Stored data
*-*-*
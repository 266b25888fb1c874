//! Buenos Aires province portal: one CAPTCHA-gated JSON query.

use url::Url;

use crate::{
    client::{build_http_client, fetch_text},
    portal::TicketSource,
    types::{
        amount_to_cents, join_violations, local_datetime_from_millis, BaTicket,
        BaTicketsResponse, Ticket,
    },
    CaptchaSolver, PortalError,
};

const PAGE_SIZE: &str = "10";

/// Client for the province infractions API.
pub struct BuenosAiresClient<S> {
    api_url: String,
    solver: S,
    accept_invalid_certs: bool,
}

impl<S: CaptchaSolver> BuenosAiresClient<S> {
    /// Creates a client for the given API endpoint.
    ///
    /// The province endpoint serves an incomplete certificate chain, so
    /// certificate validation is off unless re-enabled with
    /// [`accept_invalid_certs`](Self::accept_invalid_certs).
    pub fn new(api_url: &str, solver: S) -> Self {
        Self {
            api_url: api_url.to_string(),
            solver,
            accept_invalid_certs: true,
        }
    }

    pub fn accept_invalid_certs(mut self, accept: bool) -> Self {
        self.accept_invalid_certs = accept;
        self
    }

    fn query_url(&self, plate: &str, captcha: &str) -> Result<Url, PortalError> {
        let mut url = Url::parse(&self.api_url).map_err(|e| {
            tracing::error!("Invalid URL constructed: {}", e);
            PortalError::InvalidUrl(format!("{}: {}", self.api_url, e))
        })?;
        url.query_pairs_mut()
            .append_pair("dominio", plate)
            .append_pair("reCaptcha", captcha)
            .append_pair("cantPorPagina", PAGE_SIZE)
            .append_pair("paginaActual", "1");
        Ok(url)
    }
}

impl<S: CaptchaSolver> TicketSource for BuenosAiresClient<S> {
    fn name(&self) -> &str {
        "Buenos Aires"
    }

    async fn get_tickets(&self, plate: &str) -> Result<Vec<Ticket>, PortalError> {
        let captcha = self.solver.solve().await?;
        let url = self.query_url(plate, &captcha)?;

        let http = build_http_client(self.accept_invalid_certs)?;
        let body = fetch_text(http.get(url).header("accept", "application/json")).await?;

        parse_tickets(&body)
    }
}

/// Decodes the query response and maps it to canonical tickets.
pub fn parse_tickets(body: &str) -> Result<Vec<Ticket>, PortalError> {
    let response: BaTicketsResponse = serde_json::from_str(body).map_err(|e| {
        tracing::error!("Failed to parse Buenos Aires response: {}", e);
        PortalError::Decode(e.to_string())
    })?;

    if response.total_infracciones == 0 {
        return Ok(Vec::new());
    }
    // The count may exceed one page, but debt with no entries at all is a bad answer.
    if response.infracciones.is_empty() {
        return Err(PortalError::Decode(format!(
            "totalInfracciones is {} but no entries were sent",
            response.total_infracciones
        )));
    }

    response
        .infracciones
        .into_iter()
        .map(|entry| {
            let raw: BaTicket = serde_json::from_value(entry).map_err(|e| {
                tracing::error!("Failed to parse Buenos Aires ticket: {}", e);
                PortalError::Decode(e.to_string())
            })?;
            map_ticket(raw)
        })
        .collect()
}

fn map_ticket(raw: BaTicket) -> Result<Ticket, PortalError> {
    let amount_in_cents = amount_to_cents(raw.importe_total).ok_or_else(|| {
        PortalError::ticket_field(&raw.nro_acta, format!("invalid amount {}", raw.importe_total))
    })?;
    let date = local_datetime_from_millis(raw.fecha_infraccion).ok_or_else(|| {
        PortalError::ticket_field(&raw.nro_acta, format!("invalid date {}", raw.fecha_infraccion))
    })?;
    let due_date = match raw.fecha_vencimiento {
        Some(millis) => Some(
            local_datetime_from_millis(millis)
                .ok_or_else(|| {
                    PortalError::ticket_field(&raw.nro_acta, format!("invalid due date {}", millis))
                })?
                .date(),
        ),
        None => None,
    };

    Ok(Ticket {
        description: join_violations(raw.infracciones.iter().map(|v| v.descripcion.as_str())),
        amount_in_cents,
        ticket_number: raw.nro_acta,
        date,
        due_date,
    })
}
*-*-*
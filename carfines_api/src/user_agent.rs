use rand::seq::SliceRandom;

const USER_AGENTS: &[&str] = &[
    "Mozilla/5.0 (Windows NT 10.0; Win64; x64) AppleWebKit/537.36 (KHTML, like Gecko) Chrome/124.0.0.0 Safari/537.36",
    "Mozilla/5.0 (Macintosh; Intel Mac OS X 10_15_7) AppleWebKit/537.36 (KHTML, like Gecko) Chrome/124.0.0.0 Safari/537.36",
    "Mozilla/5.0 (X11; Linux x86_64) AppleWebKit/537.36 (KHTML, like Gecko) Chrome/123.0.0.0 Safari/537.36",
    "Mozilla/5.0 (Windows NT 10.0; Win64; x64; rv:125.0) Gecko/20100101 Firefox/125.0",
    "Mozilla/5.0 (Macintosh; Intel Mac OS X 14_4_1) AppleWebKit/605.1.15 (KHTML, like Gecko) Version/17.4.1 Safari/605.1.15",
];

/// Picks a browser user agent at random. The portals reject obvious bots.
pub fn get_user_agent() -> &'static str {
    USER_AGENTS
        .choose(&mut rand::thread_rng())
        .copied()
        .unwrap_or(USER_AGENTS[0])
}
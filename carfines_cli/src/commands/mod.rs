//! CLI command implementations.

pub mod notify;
*-*-*
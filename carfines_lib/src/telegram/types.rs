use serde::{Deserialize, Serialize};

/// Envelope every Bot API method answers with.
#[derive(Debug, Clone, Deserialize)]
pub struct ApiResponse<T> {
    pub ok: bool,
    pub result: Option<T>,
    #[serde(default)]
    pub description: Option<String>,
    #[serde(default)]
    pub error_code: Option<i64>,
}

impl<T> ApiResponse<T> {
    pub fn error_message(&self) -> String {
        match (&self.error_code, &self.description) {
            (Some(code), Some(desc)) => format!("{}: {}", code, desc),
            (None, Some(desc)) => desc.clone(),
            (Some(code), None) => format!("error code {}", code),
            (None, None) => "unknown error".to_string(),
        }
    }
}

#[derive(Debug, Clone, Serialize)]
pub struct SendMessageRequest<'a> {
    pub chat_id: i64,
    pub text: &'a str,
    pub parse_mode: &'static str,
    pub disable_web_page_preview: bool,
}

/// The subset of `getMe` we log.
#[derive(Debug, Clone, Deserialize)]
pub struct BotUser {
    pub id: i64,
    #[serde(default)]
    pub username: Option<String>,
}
*-*-*
* What is being asked
Read the data above and pull out each line that holds the string "bool".

* Solution to the problem
    accept_invalid_certs: bool,
    pub fn accept_invalid_certs(mut self, accept: bool) -> Self {
    pub ok: bool,
    pub disable_web_page_preview: bool,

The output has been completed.